I was searching for other options when I stumbled upon fertility awareness methods (FAMs), also known as natural family planning. I was happily surprised to discover that one of the methods of FAM, called the symptothermal method, is extremely effective and safe. It’s 99.6% effective when used properly, which is actually the same as or even more effective than the pill. The best part is I don’t have to take any medicine or put anything in my uterus! Thank God for that, right?
Some quick information about this method of contraception:
- Though it has the reputation for being a “Catholic thing,” it’s not just for Catholics. It can be for other Christians too! Only kidding—this method is for anybody who wants to do things more naturally or safely, or who has concerns about the morality of other birth control methods.

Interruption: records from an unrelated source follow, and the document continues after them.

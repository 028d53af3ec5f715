//! Error types for the store module.

use thiserror::Error;

/// Errors that can occur during store operations.
#[derive(Debug, Error)]
pub enum StoreError {
    /// I/O error from the backing storage.
    #[error("I/O error: {0}")]
    Io(#[from] std::io::Error),

    /// Stored bytes are not a valid line (e.g. not UTF-8).
    #[error("invalid data in partition {partition}: {reason}")]
    InvalidData { partition: String, reason: String },

    /// A blocking storage task panicked or was cancelled.
    #[error("storage task failed: {0}")]
    Task(String),
}

/// Result type for store operations.
pub type Result<T> = std::result::Result<T, StoreError>;
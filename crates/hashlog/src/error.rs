//! Error types for the log engine.

use hashlog_core::CoreError;
use hashlog_store::StoreError;
use thiserror::Error;

/// Errors that can occur during engine operations.
#[derive(Debug, Error)]
pub enum EngineError {
    /// Payload could not be parsed as JSON.
    #[error("invalid payload: {0}")]
    InvalidPayload(String),

    /// Partition does not exist.
    #[error("partition '{0}' not found")]
    NotFound(String),

    /// Storage error.
    #[error("storage error: {0}")]
    Store(#[from] StoreError),

    /// Encoding, decoding or naming error.
    #[error(transparent)]
    Core(#[from] CoreError),

    /// A follow-mode tail was cancelled.
    #[error("stream cancelled")]
    Cancelled,
}

/// Result type for engine operations.
pub type Result<T> = std::result::Result<T, EngineError>;
//! # Hashlog Service
//!
//! Network access to a hashlog engine: a line-delimited JSON protocol over
//! TCP, a server, and a client.
//!
//! ## Overview
//!
//! - [`LogService`] maps requests onto the engine and errors onto status codes
//! - [`LogServer`] accepts connections and bounds in-flight work
//! - [`LogClient`] calls a server, one connection per call
//!
//! ## Usage
//!
//! ```rust,no_run
//! use hashlog::{CancellationToken, LogEngine};
//! use hashlog::store::FileStore;
//! use hashlog_service::{LogClient, LogServer, ServerConfig};
//!
//! async fn example() {
//!     let engine = LogEngine::with_store(FileStore::open("logs").unwrap());
//!     let shutdown = CancellationToken::new();
//!     let server = LogServer::new(engine, ServerConfig::default());
//!     tokio::spawn(server.run(shutdown.clone()));
//!
//!     let client = LogClient::new("127.0.0.1:50051");
//!     let resp = client.append("orders", r#"{"id":1}"#).await.unwrap();
//!     assert!(resp.success);
//!
//!     shutdown.cancel();
//! }
//! ```

pub mod client;
pub mod error;
pub mod framing;
pub mod messages;
pub mod server;
pub mod service;

pub use client::{LogClient, RemoteEntryStream};
pub use error::{Result, ServiceError};
pub use messages::{
    AppendResponse, Request, Response, Status, StatusCode, VerifyResponse, WireEntry,
};
pub use server::{LogServer, ServerConfig};
pub use service::LogService;
/// Knobs for a single build run.
#[derive(Debug, Copy, Clone)]
pub struct BuildOpts {
    /// Worker thread count; anything up to 1 stays on the calling thread.
    pub num_threads: usize,

    /// Pretend every command succeeded without running it. The signature
    /// cache is still updated, so repeated dry runs are idempotent.
    pub dry_run: bool,

    /// Include each command in the status output.
    pub verbose: bool,

    /// Stop handing out new targets after the first failure. Workers finish
    /// whatever they already claimed.
    pub stop_on_error: bool,

    /// ANSI colors in the status output.
    pub color_output: bool,
}

impl Default for BuildOpts {
    fn default() -> BuildOpts {
        BuildOpts {
            num_threads: 1,
            dry_run: false,
            verbose: false,
            stop_on_error: true,
            color_output: true,
        }
    }
}
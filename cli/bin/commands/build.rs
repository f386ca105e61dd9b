use super::Flags;
use anyhow::{anyhow, Context};
use mimir_core::*;
use structopt::StructOpt;
use tracing::*;

#[derive(StructOpt, Debug, Clone, Default)]
#[structopt(
    name = "build",
    setting = structopt::clap::AppSettings::ColoredHelp,
    about = "Build every out-of-date target in the rule file"
)]
pub struct BuildCommand {}

impl BuildCommand {
    #[tracing::instrument(name = "BuildCommand::run", skip(self, flags))]
    pub fn run(self, flags: &Flags) -> Result<(), anyhow::Error> {
        let buildfile = Buildfile::from_file(&flags.file)
            .with_context(|| format!("Could not read rule file {:?}", flags.file))?;

        let mut graph = DepGraph::new();
        for target in buildfile.targets {
            let name = target.name.clone();
            if !graph.add_target(target) {
                return Err(anyhow!("Duplicate or unnamed target: {:?}", name));
            }
        }
        debug!("Assembled a graph of {} targets", graph.len());

        let missing = graph.validate_dependencies();
        if !missing.is_empty() {
            return Err(anyhow!(
                "Unknown dependencies referenced: {}",
                missing.join(", ")
            ));
        }

        let cycles = graph.detect_cycles();
        if cycles.has_cycle {
            return Err(anyhow!(
                "Dependency cycle detected: {}",
                cycles.cycle.join(" -> ")
            ));
        }

        let cache = SignatureCache::default();
        if !cache.load() {
            debug!("No prior signature cache; building everything");
        }

        let executor = BuildExecutor::with_opts(BuildOpts::from(flags));
        let (success, stats) = executor.execute_with_stats(&graph, &cache);

        if !cache.save() {
            warn!("Could not persist the signature cache to {:?}", cache.cache_file());
        }

        print_build_stats(&stats);

        if success {
            Ok(())
        } else if stats.failed_targets > 0 {
            Err(anyhow!(
                "{} of {} targets failed",
                stats.failed_targets,
                stats.total_targets
            ))
        } else {
            Err(anyhow!("Build did not complete"))
        }
    }
}

fn print_build_stats(stats: &BuildStats) {
    println!();
    println!("Build Statistics:");
    println!("  Total targets:   {}", stats.total_targets);
    println!("  Built:           {}", stats.built_targets);
    println!("  Skipped:         {}", stats.skipped_targets);
    println!("  Failed:          {}", stats.failed_targets);
    println!("  Elapsed time:    {:.2}s", stats.elapsed_seconds);
}
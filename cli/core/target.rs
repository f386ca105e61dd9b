use std::fmt;
use std::fmt::{Display, Formatter};

/// A Target is one named build rule: the files it reads, the files it is
/// expected to produce, the shell command that produces them, and the names
/// of the targets that must finish first.
///
/// The name is the only identity. Input order matters — it participates in
/// the target signature — while output and dependency order is only cosmetic.
///
#[derive(Debug, Clone, Default, PartialEq, Eq)]
pub struct Target {
    /// The unique name of this target within a graph.
    pub name: String,

    /// The input files, in the order they contribute to the signature.
    pub inputs: Vec<String>,

    /// The files this target is expected to produce.
    pub outputs: Vec<String>,

    /// The shell command that builds this target.
    pub command: String,

    /// The names of the targets this one depends on.
    pub deps: Vec<String>,

    /// The last signature this target was known to build with. Informational
    /// only; the signature cache is authoritative.
    pub signature: Option<String>,
}

impl Target {
    pub fn new(name: impl Into<String>) -> Target {
        Target {
            name: name.into(),
            ..Target::default()
        }
    }

    /// A target without a name can never enter a graph.
    pub fn is_valid(&self) -> bool {
        !self.name.is_empty()
    }

    pub fn has_inputs(&self) -> bool {
        !self.inputs.is_empty()
    }

    pub fn has_outputs(&self) -> bool {
        !self.outputs.is_empty()
    }

    pub fn has_deps(&self) -> bool {
        !self.deps.is_empty()
    }
}

impl Display for Target {
    fn fmt(&self, fmt: &mut Formatter<'_>) -> Result<(), fmt::Error> {
        write!(fmt, "target(name = \"{}\")", self.name)
    }
}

- It does take a lot of work. The woman has to tediously chart observations about her body throughout the month. This can be difficult if you don’t want to have to think about your method of contraception every day, or if you have trouble remembering to do things.
- It also takes a firm commitment on the parts of both the wife and the husband. This method requires periods of abstinence from intercourse, so if you cannot control your sexual desires for more than a few days at a time, then this one isn’t for you.
- It’s easy to stop! If you decide that you’re ready for babies, than you can try to conceive right away. No waiting for your body to resume its natural rhythm, removing anything, or surgery. How convenient!
- Hormonal methods of birth control can decrease your sex drive. Enough said.
Interesting in going au naturel? Do you homework first! You shouldn’t start any method of birth control until you understand how it works—take it from me! I may not have understood completely how the pill worked when I started it, but I sure wish I had. Then I wouldn’t have started it in the first place.
Anyhow, what’s done is done. From now on though, I’m doing things differently. No more pills for me!